━━━━━ Exercise input ━━━━━
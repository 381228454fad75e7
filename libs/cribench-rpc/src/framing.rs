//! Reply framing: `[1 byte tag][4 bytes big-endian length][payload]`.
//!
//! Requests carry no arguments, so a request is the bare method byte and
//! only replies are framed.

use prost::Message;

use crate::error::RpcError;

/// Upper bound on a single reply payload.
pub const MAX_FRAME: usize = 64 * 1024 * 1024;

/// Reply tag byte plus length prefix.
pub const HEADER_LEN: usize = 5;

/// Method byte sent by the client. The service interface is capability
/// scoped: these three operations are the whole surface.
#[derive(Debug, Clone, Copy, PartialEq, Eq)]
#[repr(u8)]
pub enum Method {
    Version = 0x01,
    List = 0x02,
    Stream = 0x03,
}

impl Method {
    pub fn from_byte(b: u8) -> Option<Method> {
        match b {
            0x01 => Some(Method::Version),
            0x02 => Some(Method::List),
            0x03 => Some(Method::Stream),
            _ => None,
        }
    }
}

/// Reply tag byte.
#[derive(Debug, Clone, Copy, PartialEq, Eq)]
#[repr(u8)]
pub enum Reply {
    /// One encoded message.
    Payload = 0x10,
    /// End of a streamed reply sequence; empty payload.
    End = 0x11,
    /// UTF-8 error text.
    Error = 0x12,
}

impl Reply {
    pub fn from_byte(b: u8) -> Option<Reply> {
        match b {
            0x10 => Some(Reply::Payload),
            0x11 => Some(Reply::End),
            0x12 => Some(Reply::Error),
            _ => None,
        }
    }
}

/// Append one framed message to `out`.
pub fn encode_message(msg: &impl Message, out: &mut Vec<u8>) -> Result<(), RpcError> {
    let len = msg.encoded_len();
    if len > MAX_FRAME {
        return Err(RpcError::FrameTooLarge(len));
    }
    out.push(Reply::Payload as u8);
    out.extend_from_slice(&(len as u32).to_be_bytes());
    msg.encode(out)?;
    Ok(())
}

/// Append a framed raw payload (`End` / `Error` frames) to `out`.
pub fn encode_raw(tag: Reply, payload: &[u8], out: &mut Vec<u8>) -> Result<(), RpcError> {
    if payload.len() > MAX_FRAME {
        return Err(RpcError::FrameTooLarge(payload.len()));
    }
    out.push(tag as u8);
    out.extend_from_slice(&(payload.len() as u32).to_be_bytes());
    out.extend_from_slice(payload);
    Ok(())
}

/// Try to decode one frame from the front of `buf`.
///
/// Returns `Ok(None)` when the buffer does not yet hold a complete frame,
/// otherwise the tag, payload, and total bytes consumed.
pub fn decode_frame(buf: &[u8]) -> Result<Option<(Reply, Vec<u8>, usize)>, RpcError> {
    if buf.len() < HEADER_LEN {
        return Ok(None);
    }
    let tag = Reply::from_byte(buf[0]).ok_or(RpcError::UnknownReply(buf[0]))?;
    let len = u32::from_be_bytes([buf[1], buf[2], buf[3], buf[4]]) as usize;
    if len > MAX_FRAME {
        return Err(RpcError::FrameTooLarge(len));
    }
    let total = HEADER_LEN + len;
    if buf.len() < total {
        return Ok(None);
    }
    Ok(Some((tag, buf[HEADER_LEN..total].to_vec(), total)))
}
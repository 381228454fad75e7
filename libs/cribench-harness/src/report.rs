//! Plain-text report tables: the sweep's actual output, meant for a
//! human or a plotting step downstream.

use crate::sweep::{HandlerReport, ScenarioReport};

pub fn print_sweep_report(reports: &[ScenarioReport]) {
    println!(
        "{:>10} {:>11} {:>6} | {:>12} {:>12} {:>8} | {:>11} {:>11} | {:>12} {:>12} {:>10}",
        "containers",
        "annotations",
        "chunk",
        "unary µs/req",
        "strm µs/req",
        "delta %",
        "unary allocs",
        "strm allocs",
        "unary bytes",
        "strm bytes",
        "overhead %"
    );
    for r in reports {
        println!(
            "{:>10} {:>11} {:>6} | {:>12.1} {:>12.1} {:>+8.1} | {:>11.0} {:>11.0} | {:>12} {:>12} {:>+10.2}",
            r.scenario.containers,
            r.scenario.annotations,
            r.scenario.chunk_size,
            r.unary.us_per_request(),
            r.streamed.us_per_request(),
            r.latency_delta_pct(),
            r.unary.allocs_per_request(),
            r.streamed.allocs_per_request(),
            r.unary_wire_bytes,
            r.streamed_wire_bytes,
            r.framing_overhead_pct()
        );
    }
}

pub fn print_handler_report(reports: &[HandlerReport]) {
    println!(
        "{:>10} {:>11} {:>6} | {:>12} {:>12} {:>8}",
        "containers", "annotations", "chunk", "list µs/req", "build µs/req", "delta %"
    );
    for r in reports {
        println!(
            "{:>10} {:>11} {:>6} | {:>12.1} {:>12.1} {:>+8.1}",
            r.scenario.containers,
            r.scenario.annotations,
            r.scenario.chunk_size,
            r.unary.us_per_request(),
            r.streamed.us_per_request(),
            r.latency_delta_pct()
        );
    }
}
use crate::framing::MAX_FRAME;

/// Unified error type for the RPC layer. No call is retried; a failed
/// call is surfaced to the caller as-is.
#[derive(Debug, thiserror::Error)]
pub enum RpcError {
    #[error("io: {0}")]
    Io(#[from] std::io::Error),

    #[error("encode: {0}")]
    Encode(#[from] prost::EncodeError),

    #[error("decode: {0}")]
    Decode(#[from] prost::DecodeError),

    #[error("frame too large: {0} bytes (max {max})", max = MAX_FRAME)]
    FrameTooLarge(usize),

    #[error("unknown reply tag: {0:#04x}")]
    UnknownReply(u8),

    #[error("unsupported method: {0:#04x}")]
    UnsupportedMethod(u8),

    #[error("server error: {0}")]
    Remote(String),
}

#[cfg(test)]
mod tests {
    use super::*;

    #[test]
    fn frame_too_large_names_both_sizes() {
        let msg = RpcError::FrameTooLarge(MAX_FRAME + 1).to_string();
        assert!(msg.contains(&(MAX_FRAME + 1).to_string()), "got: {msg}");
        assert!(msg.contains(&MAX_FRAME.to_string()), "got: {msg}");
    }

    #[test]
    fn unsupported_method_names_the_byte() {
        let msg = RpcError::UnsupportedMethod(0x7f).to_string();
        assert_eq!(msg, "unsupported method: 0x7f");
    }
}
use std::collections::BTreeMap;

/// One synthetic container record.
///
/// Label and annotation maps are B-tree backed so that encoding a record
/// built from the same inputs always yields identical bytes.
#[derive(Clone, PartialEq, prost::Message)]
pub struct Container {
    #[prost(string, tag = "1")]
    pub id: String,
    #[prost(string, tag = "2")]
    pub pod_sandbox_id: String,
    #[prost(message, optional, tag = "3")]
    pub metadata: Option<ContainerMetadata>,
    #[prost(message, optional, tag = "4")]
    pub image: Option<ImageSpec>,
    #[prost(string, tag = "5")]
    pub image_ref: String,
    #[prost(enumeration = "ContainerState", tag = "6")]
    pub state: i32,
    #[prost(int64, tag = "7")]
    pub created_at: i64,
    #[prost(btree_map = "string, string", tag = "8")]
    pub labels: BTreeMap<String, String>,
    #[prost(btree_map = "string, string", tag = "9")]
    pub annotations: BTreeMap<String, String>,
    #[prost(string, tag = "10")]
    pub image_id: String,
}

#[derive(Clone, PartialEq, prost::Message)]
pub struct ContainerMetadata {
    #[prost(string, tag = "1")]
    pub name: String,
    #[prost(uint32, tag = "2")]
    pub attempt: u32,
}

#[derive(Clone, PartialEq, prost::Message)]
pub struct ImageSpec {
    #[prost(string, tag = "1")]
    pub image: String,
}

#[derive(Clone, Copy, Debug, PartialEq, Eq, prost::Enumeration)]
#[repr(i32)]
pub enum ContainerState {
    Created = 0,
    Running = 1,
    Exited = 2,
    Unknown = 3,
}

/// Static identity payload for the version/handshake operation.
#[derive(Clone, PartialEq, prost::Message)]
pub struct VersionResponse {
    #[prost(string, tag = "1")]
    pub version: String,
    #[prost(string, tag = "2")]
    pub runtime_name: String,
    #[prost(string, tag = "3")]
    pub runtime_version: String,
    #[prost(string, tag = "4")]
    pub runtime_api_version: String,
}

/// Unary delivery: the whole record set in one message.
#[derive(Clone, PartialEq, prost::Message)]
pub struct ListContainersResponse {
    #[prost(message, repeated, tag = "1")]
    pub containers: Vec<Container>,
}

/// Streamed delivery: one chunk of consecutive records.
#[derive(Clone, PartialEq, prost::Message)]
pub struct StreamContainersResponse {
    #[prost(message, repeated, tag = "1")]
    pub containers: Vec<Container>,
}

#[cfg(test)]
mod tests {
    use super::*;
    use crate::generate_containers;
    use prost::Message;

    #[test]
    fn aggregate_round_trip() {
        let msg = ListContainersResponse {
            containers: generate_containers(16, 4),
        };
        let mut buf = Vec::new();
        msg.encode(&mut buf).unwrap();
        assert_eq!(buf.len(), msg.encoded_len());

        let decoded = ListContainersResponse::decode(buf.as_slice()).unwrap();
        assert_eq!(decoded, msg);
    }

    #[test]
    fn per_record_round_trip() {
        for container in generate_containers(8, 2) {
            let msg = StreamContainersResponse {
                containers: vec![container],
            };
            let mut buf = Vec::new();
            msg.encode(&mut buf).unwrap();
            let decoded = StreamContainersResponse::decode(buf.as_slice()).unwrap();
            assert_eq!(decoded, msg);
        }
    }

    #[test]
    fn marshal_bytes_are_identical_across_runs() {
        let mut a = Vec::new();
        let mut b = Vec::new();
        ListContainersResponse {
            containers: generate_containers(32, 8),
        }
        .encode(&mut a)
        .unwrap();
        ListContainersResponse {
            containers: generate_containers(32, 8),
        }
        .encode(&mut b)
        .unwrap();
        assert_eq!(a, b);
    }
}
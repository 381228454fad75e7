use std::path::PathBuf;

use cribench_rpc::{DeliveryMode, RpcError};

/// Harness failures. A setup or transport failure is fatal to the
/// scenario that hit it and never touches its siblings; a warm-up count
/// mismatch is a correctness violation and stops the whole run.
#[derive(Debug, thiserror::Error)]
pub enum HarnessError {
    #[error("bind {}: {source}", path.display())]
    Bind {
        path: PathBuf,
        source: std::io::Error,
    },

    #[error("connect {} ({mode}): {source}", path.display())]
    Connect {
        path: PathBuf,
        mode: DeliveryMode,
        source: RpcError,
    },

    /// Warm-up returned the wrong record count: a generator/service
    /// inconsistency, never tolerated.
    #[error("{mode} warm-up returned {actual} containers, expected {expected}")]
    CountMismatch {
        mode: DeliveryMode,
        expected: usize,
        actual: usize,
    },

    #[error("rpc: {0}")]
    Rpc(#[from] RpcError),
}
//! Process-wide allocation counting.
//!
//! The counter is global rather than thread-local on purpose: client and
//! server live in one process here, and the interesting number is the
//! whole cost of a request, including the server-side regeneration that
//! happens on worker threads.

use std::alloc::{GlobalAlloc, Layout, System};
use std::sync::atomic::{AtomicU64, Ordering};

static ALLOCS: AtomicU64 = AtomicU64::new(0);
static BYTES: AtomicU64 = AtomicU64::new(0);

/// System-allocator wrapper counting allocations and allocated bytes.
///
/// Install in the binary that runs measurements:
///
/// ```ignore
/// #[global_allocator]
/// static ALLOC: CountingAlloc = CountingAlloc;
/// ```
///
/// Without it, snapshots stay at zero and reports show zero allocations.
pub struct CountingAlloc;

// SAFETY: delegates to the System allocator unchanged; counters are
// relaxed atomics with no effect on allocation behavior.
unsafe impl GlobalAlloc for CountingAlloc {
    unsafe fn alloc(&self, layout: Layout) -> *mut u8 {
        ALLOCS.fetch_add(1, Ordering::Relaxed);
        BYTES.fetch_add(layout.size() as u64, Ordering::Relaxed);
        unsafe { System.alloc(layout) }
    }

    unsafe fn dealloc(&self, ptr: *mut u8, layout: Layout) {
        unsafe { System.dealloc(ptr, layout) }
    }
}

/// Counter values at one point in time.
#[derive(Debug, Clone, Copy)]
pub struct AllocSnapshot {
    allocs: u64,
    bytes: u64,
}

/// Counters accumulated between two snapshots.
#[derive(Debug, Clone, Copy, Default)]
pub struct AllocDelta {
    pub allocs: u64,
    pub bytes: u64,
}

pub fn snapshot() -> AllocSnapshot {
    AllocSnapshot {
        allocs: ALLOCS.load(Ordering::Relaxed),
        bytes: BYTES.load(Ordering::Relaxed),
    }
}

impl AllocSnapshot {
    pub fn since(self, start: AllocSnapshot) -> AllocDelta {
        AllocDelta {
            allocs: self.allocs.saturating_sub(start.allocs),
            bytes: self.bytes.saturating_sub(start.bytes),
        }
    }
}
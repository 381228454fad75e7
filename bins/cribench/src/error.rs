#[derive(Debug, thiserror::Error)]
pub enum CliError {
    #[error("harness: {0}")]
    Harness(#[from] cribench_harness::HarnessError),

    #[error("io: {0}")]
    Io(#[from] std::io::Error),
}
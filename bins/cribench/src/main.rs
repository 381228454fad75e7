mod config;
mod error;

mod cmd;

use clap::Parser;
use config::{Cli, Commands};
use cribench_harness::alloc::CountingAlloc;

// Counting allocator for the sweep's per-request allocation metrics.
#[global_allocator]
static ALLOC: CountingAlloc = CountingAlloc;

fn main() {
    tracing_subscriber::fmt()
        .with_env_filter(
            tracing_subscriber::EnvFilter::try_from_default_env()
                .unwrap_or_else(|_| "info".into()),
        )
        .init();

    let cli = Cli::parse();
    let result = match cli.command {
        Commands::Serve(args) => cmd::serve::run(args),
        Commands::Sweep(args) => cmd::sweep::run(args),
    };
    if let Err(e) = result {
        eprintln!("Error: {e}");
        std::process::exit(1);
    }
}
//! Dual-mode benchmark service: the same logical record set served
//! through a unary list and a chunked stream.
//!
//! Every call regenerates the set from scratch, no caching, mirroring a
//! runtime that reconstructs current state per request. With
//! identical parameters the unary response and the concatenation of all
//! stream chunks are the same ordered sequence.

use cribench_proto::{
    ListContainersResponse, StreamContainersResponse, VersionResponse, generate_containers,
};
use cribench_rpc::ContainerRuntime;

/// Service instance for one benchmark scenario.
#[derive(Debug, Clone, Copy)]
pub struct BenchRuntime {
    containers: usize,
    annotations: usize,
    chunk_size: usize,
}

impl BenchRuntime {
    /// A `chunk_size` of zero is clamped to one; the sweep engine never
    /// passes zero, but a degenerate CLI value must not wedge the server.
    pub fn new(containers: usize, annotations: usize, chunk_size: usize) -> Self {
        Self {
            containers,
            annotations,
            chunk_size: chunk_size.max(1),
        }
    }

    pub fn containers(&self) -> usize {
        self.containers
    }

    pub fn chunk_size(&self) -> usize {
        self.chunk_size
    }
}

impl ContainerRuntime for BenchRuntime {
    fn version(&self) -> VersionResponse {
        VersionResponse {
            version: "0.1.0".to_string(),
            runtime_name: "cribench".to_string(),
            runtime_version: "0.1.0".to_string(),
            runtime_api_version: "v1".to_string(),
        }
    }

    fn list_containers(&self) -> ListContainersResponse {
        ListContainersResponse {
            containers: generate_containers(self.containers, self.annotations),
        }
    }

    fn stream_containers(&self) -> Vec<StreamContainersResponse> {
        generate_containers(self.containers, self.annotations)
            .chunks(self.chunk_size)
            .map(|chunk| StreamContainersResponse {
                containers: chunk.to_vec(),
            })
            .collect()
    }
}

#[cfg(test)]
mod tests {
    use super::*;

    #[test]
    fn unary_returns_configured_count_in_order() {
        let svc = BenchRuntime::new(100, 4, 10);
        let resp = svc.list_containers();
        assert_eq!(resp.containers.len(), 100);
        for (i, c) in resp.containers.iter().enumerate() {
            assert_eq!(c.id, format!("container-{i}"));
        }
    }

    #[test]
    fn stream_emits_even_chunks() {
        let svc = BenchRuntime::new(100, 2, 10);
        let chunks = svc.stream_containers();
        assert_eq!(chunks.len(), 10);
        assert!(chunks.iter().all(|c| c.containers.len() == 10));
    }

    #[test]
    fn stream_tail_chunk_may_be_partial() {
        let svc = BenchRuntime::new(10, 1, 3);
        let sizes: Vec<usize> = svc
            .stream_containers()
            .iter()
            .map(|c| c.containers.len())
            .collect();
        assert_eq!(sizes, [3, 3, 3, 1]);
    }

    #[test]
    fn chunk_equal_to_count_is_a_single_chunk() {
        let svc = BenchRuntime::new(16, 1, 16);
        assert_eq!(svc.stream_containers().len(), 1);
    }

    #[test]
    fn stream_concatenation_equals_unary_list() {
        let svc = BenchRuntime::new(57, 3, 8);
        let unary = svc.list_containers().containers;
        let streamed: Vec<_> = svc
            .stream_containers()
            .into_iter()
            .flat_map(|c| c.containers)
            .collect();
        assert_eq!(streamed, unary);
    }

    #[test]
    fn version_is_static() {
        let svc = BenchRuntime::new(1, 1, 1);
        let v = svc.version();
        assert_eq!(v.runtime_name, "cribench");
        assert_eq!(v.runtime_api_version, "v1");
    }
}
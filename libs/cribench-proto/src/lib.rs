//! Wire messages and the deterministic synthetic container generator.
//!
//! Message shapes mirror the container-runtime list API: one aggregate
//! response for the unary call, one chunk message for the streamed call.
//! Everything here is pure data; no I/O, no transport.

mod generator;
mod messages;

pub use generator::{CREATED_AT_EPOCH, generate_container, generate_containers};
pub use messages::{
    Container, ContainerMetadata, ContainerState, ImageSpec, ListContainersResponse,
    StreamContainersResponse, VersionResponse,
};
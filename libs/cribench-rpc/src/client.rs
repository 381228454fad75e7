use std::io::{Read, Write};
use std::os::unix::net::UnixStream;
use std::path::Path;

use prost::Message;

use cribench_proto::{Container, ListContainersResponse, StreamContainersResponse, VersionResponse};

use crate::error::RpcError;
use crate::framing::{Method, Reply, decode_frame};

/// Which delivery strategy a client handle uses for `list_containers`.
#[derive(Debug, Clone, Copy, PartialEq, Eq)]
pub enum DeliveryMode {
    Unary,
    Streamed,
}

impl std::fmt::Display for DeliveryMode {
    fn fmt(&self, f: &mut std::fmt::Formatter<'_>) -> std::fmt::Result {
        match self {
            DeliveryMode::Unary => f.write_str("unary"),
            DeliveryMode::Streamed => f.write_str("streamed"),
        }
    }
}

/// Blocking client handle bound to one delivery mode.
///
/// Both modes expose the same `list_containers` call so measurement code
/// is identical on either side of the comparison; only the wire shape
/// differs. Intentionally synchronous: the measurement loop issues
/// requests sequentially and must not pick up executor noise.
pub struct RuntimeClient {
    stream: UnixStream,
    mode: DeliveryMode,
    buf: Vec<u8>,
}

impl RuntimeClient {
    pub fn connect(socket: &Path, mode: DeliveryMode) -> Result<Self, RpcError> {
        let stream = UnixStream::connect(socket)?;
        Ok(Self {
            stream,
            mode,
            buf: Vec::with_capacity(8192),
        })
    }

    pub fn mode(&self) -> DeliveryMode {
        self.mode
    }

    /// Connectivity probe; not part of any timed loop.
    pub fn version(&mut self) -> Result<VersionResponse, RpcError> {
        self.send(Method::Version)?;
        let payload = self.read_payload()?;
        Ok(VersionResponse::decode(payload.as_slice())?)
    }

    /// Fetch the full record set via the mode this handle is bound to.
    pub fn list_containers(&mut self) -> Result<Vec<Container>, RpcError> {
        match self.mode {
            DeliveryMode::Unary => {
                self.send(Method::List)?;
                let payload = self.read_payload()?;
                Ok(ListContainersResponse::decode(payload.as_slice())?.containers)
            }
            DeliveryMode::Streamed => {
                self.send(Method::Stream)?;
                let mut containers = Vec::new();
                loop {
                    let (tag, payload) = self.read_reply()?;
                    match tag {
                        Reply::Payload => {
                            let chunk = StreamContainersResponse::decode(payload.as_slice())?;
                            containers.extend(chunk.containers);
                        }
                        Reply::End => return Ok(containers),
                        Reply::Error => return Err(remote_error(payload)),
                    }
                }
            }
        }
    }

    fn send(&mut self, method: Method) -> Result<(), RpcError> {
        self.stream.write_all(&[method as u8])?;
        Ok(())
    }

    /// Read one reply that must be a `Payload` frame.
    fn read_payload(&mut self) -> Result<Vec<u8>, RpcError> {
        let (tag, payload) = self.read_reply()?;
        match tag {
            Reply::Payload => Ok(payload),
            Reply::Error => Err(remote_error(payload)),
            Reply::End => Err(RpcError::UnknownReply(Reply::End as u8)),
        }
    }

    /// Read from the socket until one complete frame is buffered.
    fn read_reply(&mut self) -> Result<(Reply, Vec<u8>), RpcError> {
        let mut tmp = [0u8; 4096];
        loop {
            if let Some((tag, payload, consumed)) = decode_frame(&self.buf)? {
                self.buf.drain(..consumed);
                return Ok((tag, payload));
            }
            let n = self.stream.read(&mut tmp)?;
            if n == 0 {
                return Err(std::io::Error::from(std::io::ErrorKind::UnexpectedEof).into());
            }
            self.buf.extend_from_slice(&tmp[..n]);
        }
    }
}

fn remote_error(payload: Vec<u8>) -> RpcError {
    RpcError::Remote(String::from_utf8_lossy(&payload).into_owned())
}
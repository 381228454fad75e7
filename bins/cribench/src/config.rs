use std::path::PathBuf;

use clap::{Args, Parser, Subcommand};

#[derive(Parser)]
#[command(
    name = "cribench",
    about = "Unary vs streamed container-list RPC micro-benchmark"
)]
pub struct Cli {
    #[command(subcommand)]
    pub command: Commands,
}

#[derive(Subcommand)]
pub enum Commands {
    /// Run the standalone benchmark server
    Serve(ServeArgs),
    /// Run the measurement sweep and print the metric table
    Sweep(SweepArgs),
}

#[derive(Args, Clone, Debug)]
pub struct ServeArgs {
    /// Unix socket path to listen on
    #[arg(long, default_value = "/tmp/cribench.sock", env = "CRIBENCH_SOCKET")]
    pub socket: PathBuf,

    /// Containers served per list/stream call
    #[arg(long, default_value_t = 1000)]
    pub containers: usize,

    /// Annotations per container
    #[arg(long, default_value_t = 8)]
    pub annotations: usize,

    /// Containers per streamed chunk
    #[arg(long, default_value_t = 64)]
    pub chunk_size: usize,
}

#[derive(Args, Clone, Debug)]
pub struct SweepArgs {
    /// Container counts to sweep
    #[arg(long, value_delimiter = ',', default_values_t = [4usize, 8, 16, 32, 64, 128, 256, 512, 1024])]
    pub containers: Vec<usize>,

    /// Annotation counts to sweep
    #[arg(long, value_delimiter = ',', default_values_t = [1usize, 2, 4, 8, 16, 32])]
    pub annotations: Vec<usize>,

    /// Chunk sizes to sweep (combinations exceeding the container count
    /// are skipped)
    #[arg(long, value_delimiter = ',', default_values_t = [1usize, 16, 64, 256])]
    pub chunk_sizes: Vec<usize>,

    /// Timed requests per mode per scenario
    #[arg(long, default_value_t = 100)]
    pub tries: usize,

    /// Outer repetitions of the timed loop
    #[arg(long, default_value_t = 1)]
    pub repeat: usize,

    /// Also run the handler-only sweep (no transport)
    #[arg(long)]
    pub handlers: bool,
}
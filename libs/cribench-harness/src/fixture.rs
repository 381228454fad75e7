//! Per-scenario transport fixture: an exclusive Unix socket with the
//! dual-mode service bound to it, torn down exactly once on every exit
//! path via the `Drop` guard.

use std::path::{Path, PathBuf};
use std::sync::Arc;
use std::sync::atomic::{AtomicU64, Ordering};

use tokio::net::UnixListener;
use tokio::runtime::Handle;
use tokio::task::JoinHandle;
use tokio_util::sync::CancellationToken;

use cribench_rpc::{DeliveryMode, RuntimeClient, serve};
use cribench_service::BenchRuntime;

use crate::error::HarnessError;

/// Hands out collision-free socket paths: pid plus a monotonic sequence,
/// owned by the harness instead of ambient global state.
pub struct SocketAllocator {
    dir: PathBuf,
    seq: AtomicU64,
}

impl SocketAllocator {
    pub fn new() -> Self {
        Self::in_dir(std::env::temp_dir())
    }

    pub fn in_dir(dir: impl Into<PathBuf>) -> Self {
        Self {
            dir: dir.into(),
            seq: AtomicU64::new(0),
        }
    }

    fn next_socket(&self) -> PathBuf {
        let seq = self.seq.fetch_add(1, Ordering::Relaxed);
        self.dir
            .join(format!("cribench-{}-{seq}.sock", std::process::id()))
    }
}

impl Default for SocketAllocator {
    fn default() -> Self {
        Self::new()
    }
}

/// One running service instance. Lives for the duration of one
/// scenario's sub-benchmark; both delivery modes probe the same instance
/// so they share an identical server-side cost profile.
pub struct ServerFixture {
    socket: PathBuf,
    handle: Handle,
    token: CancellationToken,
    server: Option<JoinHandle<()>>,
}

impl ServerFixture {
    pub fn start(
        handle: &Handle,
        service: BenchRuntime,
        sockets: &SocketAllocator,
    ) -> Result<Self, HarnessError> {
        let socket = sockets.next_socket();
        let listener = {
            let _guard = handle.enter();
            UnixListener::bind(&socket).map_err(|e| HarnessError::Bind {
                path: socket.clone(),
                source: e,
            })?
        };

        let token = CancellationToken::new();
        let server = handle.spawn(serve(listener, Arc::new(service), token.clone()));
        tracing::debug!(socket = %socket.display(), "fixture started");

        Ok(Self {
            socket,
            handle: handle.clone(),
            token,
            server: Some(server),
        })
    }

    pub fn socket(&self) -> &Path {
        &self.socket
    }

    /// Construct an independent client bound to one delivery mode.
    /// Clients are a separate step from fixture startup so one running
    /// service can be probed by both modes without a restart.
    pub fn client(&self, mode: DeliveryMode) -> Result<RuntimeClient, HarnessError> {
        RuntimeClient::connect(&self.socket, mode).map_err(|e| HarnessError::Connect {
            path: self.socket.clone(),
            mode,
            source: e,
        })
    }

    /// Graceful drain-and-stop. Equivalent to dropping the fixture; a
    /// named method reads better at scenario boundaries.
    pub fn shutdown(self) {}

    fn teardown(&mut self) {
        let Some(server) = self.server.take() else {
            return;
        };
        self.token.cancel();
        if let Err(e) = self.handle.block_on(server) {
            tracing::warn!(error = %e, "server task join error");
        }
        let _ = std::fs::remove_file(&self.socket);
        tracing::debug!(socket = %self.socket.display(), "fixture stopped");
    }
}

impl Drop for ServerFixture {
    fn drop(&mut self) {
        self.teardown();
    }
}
━━━━━
Print the lines above from the one with "pub struct Cli" through the one with "Annotation counts to sweep", both included, exactly as written and nothing more.

pub struct Cli {
    #[command(subcommand)]
    pub command: Commands,
}

#[derive(Subcommand)]
pub enum Commands {
    /// Run the standalone benchmark server
    Serve(ServeArgs),
    /// Run the measurement sweep and print the metric table
    Sweep(SweepArgs),
}

#[derive(Args, Clone, Debug)]
pub struct ServeArgs {
    /// Unix socket path to listen on
    #[arg(long, default_value = "/tmp/cribench.sock", env = "CRIBENCH_SOCKET")]
    pub socket: PathBuf,

    /// Containers served per list/stream call
    #[arg(long, default_value_t = 1000)]
    pub containers: usize,

    /// Annotations per container
    #[arg(long, default_value_t = 8)]
    pub annotations: usize,

    /// Containers per streamed chunk
    #[arg(long, default_value_t = 64)]
    pub chunk_size: usize,
}

#[derive(Args, Clone, Debug)]
pub struct SweepArgs {
    /// Container counts to sweep
    #[arg(long, value_delimiter = ',', default_values_t = [4usize, 8, 16, 32, 64, 128, 256, 512, 1024])]
    pub containers: Vec<usize>,

    /// Annotation counts to sweep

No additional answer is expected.